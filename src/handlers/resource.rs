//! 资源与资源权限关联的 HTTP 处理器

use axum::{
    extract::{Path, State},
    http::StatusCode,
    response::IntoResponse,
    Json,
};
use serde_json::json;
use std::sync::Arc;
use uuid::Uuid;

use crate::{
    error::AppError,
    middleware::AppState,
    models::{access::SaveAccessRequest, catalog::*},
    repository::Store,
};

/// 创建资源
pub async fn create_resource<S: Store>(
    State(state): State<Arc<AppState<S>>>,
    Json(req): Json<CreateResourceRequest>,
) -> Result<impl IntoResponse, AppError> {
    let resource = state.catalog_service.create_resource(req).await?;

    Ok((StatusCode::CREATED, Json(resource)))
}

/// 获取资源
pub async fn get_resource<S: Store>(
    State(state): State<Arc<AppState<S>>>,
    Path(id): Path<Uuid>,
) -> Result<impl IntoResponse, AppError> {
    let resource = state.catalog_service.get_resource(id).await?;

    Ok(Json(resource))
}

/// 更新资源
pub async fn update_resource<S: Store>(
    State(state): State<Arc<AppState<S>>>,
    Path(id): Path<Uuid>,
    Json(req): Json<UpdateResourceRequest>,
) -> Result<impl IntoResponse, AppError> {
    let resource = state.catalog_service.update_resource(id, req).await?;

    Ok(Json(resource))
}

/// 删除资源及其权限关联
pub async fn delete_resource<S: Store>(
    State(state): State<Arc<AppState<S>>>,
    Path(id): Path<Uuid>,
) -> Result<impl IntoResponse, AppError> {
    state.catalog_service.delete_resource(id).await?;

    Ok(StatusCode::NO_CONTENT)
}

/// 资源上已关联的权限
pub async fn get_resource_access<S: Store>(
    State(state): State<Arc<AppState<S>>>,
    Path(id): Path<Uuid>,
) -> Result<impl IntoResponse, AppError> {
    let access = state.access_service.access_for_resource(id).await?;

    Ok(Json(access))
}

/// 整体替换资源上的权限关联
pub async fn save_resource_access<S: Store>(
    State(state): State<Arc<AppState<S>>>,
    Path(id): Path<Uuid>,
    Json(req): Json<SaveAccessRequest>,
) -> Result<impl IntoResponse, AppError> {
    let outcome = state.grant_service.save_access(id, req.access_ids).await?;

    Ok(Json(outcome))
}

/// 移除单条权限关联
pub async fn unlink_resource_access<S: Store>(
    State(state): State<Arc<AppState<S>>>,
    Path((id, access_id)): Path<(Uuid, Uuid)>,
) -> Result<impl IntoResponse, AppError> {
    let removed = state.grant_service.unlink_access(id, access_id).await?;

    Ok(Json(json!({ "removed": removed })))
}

+ + +

> THE PROBLEM:
All of the data, from the first line to the last, should be written out exactly.

> SOLUTION TO THIS TASK:
filename src/handlers/resource.rs
//! 资源与资源权限关联的 HTTP 处理器

use axum::{
    extract::{Path, State},
    http::StatusCode,
    response::IntoResponse,
    Json,
};
use serde_json::json;
use std::sync::Arc;
use uuid::Uuid;

use crate::{
    error::AppError,
    middleware::AppState,
    models::{access::SaveAccessRequest, catalog::*},
    repository::Store,
};

/// 创建资源
pub async fn create_resource<S: Store>(
    State(state): State<Arc<AppState<S>>>,
    Json(req): Json<CreateResourceRequest>,
) -> Result<impl IntoResponse, AppError> {
    let resource = state.catalog_service.create_resource(req).await?;

    Ok((StatusCode::CREATED, Json(resource)))
}

/// 获取资源
pub async fn get_resource<S: Store>(
    State(state): State<Arc<AppState<S>>>,
    Path(id): Path<Uuid>,
) -> Result<impl IntoResponse, AppError> {
    let resource = state.catalog_service.get_resource(id).await?;

    Ok(Json(resource))
}

/// 更新资源
pub async fn update_resource<S: Store>(
    State(state): State<Arc<AppState<S>>>,
    Path(id): Path<Uuid>,
    Json(req): Json<UpdateResourceRequest>,
) -> Result<impl IntoResponse, AppError> {
    let resource = state.catalog_service.update_resource(id, req).await?;

    Ok(Json(resource))
}

/// 删除资源及其权限关联
pub async fn delete_resource<S: Store>(
    State(state): State<Arc<AppState<S>>>,
    Path(id): Path<Uuid>,
) -> Result<impl IntoResponse, AppError> {
    state.catalog_service.delete_resource(id).await?;

    Ok(StatusCode::NO_CONTENT)
}

/// 资源上已关联的权限
pub async fn get_resource_access<S: Store>(
    State(state): State<Arc<AppState<S>>>,
    Path(id): Path<Uuid>,
) -> Result<impl IntoResponse, AppError> {
    let access = state.access_service.access_for_resource(id).await?;

    Ok(Json(access))
}

/// 整体替换资源上的权限关联
pub async fn save_resource_access<S: Store>(
    State(state): State<Arc<AppState<S>>>,
    Path(id): Path<Uuid>,
    Json(req): Json<SaveAccessRequest>,
) -> Result<impl IntoResponse, AppError> {
    let outcome = state.grant_service.save_access(id, req.access_ids).await?;

    Ok(Json(outcome))
}

/// 移除单条权限关联
pub async fn unlink_resource_access<S: Store>(
    State(state): State<Arc<AppState<S>>>,
    Path((id, access_id)): Path<(Uuid, Uuid)>,
) -> Result<impl IntoResponse, AppError> {
    let removed = state.grant_service.unlink_access(id, access_id).await?;

    Ok(Json(json!({ "removed": removed })))
}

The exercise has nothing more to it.